┌──
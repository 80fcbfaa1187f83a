//! Tool registration aggregate root and per-tenant lifecycle states.

use super::{ToolId, ToolName, ToolRegistryDomainError, ToolSchema};
use chrono::{DateTime, Utc};
use mockable::Clock;
use serde::Serialize;
use std::fmt;

/// Lifecycle state of one tenant.
///
/// Only `Registered` is durable: it is the presence of a registry row.
/// `Unregistered` is its absence, and the two transitional states exist only
/// for the duration of a registration or deregistration call.
#[derive(Debug, Clone, Copy, PartialEq, Eq, Hash, Serialize)]
#[serde(rename_all = "snake_case")]
pub enum ToolLifecycleState {
    /// No registry row exists.
    Unregistered,
    /// Registration is validating input and provisioning the relation.
    Registering,
    /// Registry row and relation both exist.
    Registered,
    /// Deregistration is dropping the relation and registry row.
    Deregistering,
}

impl ToolLifecycleState {
    /// Returns the canonical string representation.
    #[must_use]
    pub const fn as_str(self) -> &'static str {
        match self {
            Self::Unregistered => "unregistered",
            Self::Registering => "registering",
            Self::Registered => "registered",
            Self::Deregistering => "deregistering",
        }
    }

    /// Returns whether transition to `target` is allowed.
    ///
    /// A failed registration returns to `Unregistered`; a failed strict
    /// deregistration returns to `Registered`.
    #[must_use]
    pub const fn can_transition_to(self, target: Self) -> bool {
        matches!(
            (self, target),
            (Self::Unregistered, Self::Registering)
                | (Self::Registering, Self::Registered | Self::Unregistered)
                | (Self::Registered, Self::Deregistering)
                | (Self::Deregistering, Self::Unregistered | Self::Registered)
        )
    }

    /// Validates a transition to `target` and returns the new state.
    ///
    /// # Errors
    ///
    /// Returns [`ToolRegistryDomainError::InvalidLifecycleTransition`] when the
    /// transition is not allowed.
    pub fn transition_to(self, target: Self) -> Result<Self, ToolRegistryDomainError> {
        if self.can_transition_to(target) {
            return Ok(target);
        }
        Err(ToolRegistryDomainError::InvalidLifecycleTransition {
            from: self.as_str().to_owned(),
            to: target.as_str().to_owned(),
        })
    }
}

impl fmt::Display for ToolLifecycleState {
    fn fmt(&self, formatter: &mut fmt::Formatter<'_>) -> fmt::Result {
        formatter.write_str(self.as_str())
    }
}

/// Tool registration aggregate root.
///
/// The token is held in the at-rest form produced by the configured
/// credential verifier and is never serialized.
#[derive(Clone, PartialEq, Eq)]
pub struct ToolRegistration {
    id: ToolId,
    name: ToolName,
    token: String,
    schema: ToolSchema,
    created_at: DateTime<Utc>,
}

/// Parameter object for reconstructing a persisted registration.
#[derive(Debug, Clone, PartialEq, Eq)]
pub struct PersistedToolData {
    /// Persisted tool identifier.
    pub id: ToolId,
    /// Persisted tool name.
    pub name: ToolName,
    /// Persisted at-rest token.
    pub token: String,
    /// Persisted schema.
    pub schema: ToolSchema,
    /// Persisted creation timestamp.
    pub created_at: DateTime<Utc>,
}

impl ToolRegistration {
    /// Creates a new registration stamped with the clock's current time.
    #[must_use]
    pub fn new(
        name: ToolName,
        sealed_token: impl Into<String>,
        schema: ToolSchema,
        clock: &impl Clock,
    ) -> Self {
        Self {
            id: ToolId::new(),
            name,
            token: sealed_token.into(),
            schema,
            created_at: clock.utc(),
        }
    }

    /// Reconstructs a registration from persistence.
    #[must_use]
    pub fn from_persisted(data: PersistedToolData) -> Self {
        Self {
            id: data.id,
            name: data.name,
            token: data.token,
            schema: data.schema,
            created_at: data.created_at,
        }
    }

    /// Returns the registration identifier.
    #[must_use]
    pub const fn id(&self) -> ToolId {
        self.id
    }

    /// Returns the tool name.
    #[must_use]
    pub const fn name(&self) -> &ToolName {
        &self.name
    }

    /// Returns the at-rest token.
    #[must_use]
    pub fn sealed_token(&self) -> &str {
        &self.token
    }

    /// Returns the immutable schema.
    #[must_use]
    pub const fn schema(&self) -> &ToolSchema {
        &self.schema
    }

    /// Returns the creation timestamp.
    #[must_use]
    pub const fn created_at(&self) -> DateTime<Utc> {
        self.created_at
    }

    /// Returns the public view of the registration.
    #[must_use]
    pub fn summary(&self) -> ToolSummary {
        ToolSummary {
            tool_name: self.name.clone(),
            schema: self.schema.clone(),
            created_at: self.created_at,
        }
    }
}

impl fmt::Debug for ToolRegistration {
    fn fmt(&self, formatter: &mut fmt::Formatter<'_>) -> fmt::Result {
        formatter
            .debug_struct("ToolRegistration")
            .field("id", &self.id)
            .field("name", &self.name)
            .field("token", &"<redacted>")
            .field("schema", &self.schema)
            .field("created_at", &self.created_at)
            .finish()
    }
}

/// Token-free view of a registration.
#[derive(Debug, Clone, PartialEq, Eq, Serialize)]
pub struct ToolSummary {
    /// Tool name.
    pub tool_name: ToolName,
    /// Declared schema.
    pub schema: ToolSchema,
    /// Registration timestamp.
    pub created_at: DateTime<Utc>,
}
└──
EXERCISE DIRECTIONS ▸
For this exercise, copy all of the material exactly as it stands.

RESPONSE TO THIS EXERCISE ▸
repository 80fcbfaa1187f83a
//! Tool registration aggregate root and per-tenant lifecycle states.

use super::{ToolId, ToolName, ToolRegistryDomainError, ToolSchema};
use chrono::{DateTime, Utc};
use mockable::Clock;
use serde::Serialize;
use std::fmt;

/// Lifecycle state of one tenant.
///
/// Only `Registered` is durable: it is the presence of a registry row.
/// `Unregistered` is its absence, and the two transitional states exist only
/// for the duration of a registration or deregistration call.
#[derive(Debug, Clone, Copy, PartialEq, Eq, Hash, Serialize)]
#[serde(rename_all = "snake_case")]
pub enum ToolLifecycleState {
    /// No registry row exists.
    Unregistered,
    /// Registration is validating input and provisioning the relation.
    Registering,
    /// Registry row and relation both exist.
    Registered,
    /// Deregistration is dropping the relation and registry row.
    Deregistering,
}

impl ToolLifecycleState {
    /// Returns the canonical string representation.
    #[must_use]
    pub const fn as_str(self) -> &'static str {
        match self {
            Self::Unregistered => "unregistered",
            Self::Registering => "registering",
            Self::Registered => "registered",
            Self::Deregistering => "deregistering",
        }
    }

    /// Returns whether transition to `target` is allowed.
    ///
    /// A failed registration returns to `Unregistered`; a failed strict
    /// deregistration returns to `Registered`.
    #[must_use]
    pub const fn can_transition_to(self, target: Self) -> bool {
        matches!(
            (self, target),
            (Self::Unregistered, Self::Registering)
                | (Self::Registering, Self::Registered | Self::Unregistered)
                | (Self::Registered, Self::Deregistering)
                | (Self::Deregistering, Self::Unregistered | Self::Registered)
        )
    }

    /// Validates a transition to `target` and returns the new state.
    ///
    /// # Errors
    ///
    /// Returns [`ToolRegistryDomainError::InvalidLifecycleTransition`] when the
    /// transition is not allowed.
    pub fn transition_to(self, target: Self) -> Result<Self, ToolRegistryDomainError> {
        if self.can_transition_to(target) {
            return Ok(target);
        }
        Err(ToolRegistryDomainError::InvalidLifecycleTransition {
            from: self.as_str().to_owned(),
            to: target.as_str().to_owned(),
        })
    }
}

impl fmt::Display for ToolLifecycleState {
    fn fmt(&self, formatter: &mut fmt::Formatter<'_>) -> fmt::Result {
        formatter.write_str(self.as_str())
    }
}

/// Tool registration aggregate root.
///
/// The token is held in the at-rest form produced by the configured
/// credential verifier and is never serialized.
#[derive(Clone, PartialEq, Eq)]
pub struct ToolRegistration {
    id: ToolId,
    name: ToolName,
    token: String,
    schema: ToolSchema,
    created_at: DateTime<Utc>,
}

/// Parameter object for reconstructing a persisted registration.
#[derive(Debug, Clone, PartialEq, Eq)]
pub struct PersistedToolData {
    /// Persisted tool identifier.
    pub id: ToolId,
    /// Persisted tool name.
    pub name: ToolName,
    /// Persisted at-rest token.
    pub token: String,
    /// Persisted schema.
    pub schema: ToolSchema,
    /// Persisted creation timestamp.
    pub created_at: DateTime<Utc>,
}

impl ToolRegistration {
    /// Creates a new registration stamped with the clock's current time.
    #[must_use]
    pub fn new(
        name: ToolName,
        sealed_token: impl Into<String>,
        schema: ToolSchema,
        clock: &impl Clock,
    ) -> Self {
        Self {
            id: ToolId::new(),
            name,
            token: sealed_token.into(),
            schema,
            created_at: clock.utc(),
        }
    }

    /// Reconstructs a registration from persistence.
    #[must_use]
    pub fn from_persisted(data: PersistedToolData) -> Self {
        Self {
            id: data.id,
            name: data.name,
            token: data.token,
            schema: data.schema,
            created_at: data.created_at,
        }
    }

    /// Returns the registration identifier.
    #[must_use]
    pub const fn id(&self) -> ToolId {
        self.id
    }

    /// Returns the tool name.
    #[must_use]
    pub const fn name(&self) -> &ToolName {
        &self.name
    }

    /// Returns the at-rest token.
    #[must_use]
    pub fn sealed_token(&self) -> &str {
        &self.token
    }

    /// Returns the immutable schema.
    #[must_use]
    pub const fn schema(&self) -> &ToolSchema {
        &self.schema
    }

    /// Returns the creation timestamp.
    #[must_use]
    pub const fn created_at(&self) -> DateTime<Utc> {
        self.created_at
    }

    /// Returns the public view of the registration.
    #[must_use]
    pub fn summary(&self) -> ToolSummary {
        ToolSummary {
            tool_name: self.name.clone(),
            schema: self.schema.clone(),
            created_at: self.created_at,
        }
    }
}

impl fmt::Debug for ToolRegistration {
    fn fmt(&self, formatter: &mut fmt::Formatter<'_>) -> fmt::Result {
        formatter
            .debug_struct("ToolRegistration")
            .field("id", &self.id)
            .field("name", &self.name)
            .field("token", &"<redacted>")
            .field("schema", &self.schema)
            .field("created_at", &self.created_at)
            .finish()
    }
}

/// Token-free view of a registration.
#[derive(Debug, Clone, PartialEq, Eq, Serialize)]
pub struct ToolSummary {
    /// Tool name.
    pub tool_name: ToolName,
    /// Declared schema.
    pub schema: ToolSchema,
    /// Registration timestamp.
    pub created_at: DateTime<Utc>,
}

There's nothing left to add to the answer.